## PROBLEM DESCRIPTION
Tally the lines below that contain "Months". The number is the whole answer.

______________________________

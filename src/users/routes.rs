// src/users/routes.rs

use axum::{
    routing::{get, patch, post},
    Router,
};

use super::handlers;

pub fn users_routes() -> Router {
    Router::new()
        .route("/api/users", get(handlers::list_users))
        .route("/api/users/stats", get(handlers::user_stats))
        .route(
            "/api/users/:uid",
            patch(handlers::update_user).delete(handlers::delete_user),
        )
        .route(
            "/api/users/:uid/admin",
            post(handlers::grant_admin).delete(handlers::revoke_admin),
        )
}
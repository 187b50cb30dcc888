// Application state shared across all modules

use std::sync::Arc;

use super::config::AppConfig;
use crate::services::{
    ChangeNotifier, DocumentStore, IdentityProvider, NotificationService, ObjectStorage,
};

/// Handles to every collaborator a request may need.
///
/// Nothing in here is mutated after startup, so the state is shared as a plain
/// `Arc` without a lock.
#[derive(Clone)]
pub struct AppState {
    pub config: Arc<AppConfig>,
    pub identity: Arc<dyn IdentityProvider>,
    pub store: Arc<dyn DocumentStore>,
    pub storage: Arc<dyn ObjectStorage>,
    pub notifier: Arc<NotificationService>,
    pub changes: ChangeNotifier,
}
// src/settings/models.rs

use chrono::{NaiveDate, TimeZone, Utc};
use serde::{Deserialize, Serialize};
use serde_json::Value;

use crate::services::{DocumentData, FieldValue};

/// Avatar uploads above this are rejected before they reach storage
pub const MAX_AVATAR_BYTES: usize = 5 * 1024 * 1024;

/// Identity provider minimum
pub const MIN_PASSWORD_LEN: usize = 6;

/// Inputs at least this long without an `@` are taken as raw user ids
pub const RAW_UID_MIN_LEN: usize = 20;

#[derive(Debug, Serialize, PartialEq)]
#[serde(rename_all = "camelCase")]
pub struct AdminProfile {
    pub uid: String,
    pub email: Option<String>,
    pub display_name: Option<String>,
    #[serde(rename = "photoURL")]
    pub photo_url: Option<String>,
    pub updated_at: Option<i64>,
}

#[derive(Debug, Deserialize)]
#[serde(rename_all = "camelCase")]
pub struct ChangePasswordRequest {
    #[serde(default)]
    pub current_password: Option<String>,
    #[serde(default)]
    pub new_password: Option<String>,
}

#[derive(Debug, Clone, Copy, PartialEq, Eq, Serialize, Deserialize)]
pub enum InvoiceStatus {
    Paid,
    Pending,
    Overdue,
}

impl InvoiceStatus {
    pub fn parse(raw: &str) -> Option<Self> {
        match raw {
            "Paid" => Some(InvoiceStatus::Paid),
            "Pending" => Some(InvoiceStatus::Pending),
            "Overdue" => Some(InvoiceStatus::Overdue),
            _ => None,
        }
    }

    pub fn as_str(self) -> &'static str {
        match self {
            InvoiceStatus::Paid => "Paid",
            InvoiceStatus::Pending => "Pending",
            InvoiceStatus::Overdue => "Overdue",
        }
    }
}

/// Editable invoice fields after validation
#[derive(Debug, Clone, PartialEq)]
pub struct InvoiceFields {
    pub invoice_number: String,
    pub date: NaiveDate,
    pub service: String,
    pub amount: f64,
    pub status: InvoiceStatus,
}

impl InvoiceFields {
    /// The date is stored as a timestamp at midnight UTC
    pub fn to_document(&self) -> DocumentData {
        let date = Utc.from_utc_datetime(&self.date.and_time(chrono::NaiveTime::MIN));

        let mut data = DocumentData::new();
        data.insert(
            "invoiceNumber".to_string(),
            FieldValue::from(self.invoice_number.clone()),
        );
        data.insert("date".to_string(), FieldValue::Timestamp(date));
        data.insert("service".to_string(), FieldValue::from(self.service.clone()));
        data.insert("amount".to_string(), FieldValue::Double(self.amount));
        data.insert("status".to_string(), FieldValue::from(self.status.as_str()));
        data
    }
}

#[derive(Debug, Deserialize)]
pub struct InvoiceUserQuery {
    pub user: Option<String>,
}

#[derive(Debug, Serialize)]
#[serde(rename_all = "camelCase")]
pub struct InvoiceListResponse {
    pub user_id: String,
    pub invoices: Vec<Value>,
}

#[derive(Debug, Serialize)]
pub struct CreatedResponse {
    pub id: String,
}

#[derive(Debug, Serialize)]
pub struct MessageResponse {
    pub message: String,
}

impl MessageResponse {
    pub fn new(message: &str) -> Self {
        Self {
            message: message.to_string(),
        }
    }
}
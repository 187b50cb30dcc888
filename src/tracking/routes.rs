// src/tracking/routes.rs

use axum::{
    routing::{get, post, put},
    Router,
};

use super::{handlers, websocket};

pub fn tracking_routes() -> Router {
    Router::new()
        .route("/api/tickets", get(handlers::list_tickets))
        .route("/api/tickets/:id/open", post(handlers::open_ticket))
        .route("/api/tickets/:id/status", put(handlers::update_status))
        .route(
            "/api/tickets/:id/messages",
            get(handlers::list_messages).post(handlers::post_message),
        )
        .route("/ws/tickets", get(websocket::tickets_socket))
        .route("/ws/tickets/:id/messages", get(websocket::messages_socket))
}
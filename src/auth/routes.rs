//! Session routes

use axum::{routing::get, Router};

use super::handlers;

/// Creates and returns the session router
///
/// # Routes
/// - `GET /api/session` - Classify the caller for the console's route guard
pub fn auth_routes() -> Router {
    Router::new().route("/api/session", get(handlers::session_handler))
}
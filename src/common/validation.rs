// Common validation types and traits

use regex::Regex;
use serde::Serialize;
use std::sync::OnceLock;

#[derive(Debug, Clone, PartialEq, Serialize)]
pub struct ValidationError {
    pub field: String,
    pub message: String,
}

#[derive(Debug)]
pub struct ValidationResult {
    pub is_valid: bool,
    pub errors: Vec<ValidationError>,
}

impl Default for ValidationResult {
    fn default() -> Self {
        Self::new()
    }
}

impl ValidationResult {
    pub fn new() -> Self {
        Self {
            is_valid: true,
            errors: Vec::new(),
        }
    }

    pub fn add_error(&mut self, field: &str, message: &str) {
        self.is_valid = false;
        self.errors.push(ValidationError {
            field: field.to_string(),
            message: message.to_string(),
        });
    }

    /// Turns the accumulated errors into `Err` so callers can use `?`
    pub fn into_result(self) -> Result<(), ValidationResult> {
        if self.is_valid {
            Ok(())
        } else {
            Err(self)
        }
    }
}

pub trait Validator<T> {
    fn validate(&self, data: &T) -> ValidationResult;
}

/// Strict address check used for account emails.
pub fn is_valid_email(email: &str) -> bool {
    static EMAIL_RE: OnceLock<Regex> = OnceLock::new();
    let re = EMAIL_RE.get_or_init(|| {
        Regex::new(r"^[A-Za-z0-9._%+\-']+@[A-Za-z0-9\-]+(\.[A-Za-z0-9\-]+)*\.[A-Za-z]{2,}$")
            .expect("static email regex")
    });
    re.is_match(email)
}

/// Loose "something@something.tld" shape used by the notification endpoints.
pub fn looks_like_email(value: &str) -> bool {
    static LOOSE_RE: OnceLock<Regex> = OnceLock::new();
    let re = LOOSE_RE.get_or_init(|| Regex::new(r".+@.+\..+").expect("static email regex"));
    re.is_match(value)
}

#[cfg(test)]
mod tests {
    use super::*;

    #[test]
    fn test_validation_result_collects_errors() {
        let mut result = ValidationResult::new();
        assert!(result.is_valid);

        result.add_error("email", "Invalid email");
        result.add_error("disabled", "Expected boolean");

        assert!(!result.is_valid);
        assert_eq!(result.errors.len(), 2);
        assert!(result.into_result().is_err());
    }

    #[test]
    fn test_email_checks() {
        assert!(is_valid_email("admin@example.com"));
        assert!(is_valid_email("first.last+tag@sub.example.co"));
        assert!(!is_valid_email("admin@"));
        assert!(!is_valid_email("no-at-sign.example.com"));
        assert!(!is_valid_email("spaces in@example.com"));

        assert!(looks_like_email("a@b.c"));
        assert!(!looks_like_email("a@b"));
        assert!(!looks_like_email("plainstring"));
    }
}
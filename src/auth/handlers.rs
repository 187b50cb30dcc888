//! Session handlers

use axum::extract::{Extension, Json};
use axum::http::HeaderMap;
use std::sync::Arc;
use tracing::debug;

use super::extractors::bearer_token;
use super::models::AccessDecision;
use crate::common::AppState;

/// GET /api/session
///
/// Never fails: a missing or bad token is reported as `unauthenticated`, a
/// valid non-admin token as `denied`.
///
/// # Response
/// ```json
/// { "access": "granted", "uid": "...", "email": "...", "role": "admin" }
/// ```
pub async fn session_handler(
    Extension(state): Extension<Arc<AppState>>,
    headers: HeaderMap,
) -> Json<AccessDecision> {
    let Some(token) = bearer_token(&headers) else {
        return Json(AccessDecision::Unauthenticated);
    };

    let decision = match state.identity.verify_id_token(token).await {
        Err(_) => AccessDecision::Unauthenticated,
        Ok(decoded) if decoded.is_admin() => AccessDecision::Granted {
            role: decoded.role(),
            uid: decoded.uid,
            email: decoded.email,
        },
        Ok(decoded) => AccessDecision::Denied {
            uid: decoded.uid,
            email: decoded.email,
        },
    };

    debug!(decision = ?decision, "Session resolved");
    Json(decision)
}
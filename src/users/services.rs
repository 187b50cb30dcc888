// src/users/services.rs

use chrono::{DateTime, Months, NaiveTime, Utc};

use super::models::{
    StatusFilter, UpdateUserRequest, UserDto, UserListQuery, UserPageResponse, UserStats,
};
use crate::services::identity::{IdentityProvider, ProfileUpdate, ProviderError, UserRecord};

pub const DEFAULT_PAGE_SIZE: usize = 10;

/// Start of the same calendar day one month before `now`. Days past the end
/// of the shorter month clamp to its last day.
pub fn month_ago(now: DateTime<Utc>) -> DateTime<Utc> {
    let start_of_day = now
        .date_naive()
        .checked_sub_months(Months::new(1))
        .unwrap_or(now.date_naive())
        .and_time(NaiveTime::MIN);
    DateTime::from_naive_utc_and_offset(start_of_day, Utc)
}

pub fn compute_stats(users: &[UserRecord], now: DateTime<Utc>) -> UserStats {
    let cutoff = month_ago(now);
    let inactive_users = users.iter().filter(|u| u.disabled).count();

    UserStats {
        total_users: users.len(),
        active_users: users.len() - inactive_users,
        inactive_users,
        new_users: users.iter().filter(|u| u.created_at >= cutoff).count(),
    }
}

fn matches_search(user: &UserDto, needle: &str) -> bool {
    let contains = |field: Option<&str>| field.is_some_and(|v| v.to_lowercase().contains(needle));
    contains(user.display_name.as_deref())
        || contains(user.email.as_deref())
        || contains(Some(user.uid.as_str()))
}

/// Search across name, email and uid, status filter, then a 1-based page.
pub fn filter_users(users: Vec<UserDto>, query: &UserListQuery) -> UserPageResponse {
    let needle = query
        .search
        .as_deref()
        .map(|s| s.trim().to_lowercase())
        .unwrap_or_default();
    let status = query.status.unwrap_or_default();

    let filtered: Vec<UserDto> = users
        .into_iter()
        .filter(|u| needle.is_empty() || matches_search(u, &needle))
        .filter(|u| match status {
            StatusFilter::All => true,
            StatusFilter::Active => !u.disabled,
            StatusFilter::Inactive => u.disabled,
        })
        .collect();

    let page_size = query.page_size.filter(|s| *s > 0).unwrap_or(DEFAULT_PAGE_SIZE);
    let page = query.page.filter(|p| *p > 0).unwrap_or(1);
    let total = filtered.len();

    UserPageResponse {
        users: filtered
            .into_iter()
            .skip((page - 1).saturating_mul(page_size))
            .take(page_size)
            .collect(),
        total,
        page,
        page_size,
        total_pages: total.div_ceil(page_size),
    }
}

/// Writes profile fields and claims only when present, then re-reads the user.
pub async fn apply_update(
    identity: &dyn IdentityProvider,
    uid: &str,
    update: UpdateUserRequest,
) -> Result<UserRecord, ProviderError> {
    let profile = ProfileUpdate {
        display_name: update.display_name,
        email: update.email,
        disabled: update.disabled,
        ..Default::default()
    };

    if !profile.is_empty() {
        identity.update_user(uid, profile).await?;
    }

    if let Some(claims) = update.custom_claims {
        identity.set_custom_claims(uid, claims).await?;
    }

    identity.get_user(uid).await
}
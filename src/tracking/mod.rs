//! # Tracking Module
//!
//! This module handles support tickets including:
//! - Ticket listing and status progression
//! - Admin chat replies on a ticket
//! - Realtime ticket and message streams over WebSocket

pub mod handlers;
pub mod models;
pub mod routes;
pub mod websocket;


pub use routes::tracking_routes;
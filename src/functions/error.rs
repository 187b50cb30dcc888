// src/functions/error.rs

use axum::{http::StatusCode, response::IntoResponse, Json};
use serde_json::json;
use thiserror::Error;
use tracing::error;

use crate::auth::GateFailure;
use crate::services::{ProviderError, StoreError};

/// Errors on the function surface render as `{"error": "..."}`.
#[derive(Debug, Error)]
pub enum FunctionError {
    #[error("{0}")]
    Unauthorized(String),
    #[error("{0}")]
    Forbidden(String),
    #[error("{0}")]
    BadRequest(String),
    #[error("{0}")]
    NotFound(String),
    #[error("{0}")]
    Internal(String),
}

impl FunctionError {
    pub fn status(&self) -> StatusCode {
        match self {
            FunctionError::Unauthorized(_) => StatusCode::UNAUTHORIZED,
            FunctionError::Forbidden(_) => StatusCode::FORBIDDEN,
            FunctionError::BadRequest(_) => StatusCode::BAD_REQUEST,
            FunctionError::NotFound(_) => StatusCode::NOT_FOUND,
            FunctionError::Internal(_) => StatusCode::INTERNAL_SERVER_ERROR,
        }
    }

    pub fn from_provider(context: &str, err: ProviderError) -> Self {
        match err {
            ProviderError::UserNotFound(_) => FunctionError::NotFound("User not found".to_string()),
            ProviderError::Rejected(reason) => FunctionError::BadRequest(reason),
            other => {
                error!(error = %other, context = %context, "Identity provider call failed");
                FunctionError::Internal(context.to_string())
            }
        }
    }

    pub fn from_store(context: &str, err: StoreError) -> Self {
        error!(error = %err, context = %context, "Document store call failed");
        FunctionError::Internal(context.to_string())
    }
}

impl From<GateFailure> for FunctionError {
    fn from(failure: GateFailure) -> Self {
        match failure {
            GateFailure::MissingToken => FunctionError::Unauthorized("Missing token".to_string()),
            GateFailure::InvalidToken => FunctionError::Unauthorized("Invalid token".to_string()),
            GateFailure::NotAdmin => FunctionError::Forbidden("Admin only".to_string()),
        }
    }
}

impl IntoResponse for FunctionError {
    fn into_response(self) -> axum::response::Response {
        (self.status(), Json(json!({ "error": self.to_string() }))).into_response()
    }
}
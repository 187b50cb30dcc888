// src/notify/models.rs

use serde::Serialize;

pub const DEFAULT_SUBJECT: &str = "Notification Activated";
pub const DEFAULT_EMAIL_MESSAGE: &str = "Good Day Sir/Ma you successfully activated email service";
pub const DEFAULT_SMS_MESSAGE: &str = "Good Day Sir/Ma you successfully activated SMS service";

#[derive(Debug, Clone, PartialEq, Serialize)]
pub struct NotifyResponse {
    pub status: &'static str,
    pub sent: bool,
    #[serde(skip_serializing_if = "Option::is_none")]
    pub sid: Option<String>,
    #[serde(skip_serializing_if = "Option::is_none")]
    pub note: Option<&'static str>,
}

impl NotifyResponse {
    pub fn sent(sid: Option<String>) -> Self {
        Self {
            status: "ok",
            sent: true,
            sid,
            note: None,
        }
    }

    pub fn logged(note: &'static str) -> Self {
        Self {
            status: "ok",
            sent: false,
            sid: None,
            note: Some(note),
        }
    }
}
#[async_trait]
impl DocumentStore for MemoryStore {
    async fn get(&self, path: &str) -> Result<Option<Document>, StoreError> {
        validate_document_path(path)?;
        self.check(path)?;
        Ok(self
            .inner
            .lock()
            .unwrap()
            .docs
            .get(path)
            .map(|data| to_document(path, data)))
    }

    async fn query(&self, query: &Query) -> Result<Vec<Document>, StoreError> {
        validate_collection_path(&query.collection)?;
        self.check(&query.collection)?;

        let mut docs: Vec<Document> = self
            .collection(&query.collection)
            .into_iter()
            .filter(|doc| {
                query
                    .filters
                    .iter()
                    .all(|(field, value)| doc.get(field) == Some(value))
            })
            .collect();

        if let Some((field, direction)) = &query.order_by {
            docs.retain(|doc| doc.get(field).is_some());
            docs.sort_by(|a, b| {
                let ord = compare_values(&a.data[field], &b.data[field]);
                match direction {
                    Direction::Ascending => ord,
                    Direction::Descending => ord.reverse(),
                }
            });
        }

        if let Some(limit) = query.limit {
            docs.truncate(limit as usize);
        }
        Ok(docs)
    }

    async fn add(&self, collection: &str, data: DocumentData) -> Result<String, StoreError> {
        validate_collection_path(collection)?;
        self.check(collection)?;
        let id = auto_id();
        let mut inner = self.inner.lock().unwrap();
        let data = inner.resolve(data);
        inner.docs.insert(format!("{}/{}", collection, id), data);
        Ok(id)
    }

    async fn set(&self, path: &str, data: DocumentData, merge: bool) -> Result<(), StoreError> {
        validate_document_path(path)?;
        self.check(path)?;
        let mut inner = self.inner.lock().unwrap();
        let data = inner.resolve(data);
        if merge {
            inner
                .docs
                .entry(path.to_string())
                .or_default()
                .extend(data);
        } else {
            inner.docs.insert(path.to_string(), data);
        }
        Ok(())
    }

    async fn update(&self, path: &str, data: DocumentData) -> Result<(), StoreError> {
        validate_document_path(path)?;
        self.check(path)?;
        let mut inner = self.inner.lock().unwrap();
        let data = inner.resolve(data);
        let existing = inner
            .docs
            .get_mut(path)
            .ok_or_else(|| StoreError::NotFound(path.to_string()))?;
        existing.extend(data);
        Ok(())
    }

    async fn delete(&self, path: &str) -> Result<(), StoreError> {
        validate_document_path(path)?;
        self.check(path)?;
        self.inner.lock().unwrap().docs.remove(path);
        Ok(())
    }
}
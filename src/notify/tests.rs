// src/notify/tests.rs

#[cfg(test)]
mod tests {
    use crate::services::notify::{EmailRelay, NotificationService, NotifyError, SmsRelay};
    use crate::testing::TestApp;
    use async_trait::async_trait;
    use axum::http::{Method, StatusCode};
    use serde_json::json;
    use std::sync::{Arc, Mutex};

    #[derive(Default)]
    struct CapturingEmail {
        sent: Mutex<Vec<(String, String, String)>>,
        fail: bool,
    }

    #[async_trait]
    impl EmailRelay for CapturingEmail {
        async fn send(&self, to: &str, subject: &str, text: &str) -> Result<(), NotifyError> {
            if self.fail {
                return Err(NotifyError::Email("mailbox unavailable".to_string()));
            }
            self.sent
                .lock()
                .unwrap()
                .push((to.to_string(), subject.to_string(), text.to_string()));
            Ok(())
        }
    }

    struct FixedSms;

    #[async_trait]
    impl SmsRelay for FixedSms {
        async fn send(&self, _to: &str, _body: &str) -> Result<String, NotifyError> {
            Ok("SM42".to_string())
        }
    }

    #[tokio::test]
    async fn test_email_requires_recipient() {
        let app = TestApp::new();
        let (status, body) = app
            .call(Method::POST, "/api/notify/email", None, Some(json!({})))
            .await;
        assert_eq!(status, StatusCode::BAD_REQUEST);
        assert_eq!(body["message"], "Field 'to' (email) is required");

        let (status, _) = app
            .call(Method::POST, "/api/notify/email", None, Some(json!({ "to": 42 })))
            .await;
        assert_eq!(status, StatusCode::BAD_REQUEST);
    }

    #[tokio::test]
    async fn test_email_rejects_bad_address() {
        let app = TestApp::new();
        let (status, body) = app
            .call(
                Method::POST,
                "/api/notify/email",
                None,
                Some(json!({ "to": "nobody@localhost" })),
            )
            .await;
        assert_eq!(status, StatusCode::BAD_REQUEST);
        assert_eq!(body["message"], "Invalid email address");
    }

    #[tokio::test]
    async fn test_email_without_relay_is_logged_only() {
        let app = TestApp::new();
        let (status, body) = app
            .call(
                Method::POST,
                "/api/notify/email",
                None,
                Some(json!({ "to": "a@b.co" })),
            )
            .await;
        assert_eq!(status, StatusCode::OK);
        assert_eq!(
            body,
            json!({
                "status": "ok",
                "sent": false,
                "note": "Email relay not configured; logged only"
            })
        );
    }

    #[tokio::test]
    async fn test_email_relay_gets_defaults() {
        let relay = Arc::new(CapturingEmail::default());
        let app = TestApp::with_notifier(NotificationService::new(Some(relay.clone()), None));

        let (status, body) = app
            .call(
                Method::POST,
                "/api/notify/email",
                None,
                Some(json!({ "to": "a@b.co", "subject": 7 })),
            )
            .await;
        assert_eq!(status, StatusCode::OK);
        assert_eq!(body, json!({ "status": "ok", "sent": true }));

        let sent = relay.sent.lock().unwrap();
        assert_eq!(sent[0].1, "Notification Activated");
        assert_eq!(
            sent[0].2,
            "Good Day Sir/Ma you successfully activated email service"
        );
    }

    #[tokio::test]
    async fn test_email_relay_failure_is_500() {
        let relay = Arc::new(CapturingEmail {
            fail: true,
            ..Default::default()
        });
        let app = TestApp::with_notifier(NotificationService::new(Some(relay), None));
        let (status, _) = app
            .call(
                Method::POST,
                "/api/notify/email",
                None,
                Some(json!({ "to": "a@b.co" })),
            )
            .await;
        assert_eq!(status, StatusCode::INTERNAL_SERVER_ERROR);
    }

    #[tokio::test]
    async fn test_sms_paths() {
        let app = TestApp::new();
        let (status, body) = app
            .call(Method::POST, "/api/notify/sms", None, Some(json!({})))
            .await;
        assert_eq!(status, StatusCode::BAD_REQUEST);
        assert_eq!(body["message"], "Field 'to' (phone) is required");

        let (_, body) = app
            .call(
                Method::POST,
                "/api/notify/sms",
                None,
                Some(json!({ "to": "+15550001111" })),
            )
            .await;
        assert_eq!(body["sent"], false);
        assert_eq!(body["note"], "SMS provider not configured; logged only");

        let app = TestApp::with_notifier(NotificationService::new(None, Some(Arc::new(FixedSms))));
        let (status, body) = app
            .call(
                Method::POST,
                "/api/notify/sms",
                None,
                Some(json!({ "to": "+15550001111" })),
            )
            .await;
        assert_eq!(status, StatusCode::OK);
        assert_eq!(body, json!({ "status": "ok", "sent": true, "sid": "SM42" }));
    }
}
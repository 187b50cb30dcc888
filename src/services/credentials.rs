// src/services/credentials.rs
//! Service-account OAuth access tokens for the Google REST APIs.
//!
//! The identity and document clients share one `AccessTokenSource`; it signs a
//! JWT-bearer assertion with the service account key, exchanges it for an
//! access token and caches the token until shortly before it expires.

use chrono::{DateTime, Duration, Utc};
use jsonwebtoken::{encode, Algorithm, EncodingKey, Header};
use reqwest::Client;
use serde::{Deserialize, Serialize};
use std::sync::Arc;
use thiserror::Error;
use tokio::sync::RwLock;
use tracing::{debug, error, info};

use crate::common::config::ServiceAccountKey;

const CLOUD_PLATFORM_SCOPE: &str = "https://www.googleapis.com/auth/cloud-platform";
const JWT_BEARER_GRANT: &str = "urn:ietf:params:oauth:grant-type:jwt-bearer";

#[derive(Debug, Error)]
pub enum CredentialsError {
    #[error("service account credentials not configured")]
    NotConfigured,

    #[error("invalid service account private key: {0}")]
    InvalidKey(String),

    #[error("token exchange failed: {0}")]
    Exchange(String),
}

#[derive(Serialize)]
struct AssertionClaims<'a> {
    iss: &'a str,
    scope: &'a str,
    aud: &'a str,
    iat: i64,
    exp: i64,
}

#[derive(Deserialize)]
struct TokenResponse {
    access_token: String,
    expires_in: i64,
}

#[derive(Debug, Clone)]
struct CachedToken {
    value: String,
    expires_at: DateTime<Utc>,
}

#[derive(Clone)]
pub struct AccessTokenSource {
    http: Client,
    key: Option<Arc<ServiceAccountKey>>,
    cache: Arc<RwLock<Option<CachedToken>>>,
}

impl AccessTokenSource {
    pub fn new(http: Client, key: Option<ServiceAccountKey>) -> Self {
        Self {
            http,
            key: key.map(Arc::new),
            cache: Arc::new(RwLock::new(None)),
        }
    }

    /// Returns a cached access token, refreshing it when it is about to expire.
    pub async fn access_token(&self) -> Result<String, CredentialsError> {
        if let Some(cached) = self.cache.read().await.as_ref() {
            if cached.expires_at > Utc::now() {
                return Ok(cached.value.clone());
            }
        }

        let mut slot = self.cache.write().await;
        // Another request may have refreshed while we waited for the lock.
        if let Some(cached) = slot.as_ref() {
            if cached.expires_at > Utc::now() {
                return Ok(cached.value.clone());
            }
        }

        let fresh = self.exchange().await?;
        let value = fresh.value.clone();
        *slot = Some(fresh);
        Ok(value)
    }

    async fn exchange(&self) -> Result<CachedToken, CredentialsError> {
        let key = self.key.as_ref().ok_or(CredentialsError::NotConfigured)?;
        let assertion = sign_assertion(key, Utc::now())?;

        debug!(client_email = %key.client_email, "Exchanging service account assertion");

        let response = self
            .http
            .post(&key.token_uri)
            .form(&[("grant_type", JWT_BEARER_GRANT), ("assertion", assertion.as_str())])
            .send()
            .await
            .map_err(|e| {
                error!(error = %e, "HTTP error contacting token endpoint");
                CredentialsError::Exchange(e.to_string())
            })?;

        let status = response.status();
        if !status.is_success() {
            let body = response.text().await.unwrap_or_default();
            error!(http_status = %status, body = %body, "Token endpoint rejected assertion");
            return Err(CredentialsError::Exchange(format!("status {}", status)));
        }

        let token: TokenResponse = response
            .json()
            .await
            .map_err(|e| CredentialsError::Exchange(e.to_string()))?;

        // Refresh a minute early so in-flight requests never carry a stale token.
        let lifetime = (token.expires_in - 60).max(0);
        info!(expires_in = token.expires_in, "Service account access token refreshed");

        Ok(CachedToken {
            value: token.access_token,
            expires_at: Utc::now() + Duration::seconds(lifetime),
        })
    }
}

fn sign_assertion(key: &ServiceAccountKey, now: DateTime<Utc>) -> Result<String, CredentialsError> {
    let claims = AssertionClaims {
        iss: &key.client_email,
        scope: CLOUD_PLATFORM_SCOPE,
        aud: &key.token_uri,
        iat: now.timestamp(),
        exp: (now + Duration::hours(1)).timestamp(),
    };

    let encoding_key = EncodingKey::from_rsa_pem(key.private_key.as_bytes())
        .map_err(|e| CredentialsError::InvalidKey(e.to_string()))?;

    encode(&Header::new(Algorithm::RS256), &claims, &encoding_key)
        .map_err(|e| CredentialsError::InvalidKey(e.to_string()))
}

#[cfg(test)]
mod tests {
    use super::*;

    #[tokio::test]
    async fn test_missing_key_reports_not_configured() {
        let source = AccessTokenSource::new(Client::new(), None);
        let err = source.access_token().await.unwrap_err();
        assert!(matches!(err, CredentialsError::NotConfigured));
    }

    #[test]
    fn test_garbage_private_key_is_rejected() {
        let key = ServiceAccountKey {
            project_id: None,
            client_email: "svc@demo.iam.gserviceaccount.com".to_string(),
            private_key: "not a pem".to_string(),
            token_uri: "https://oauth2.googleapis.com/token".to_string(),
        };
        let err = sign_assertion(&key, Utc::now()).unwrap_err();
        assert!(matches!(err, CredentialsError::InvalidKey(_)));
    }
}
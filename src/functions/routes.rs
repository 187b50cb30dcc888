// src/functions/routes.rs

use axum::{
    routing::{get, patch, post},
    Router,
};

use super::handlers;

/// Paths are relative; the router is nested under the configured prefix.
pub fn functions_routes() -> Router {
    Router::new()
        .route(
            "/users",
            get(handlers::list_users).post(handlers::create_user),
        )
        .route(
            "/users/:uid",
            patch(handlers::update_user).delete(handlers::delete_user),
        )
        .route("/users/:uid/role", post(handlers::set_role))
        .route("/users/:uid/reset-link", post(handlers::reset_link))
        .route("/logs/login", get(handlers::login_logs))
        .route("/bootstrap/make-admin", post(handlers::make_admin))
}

______________________________

## RESPONSE BELOW
2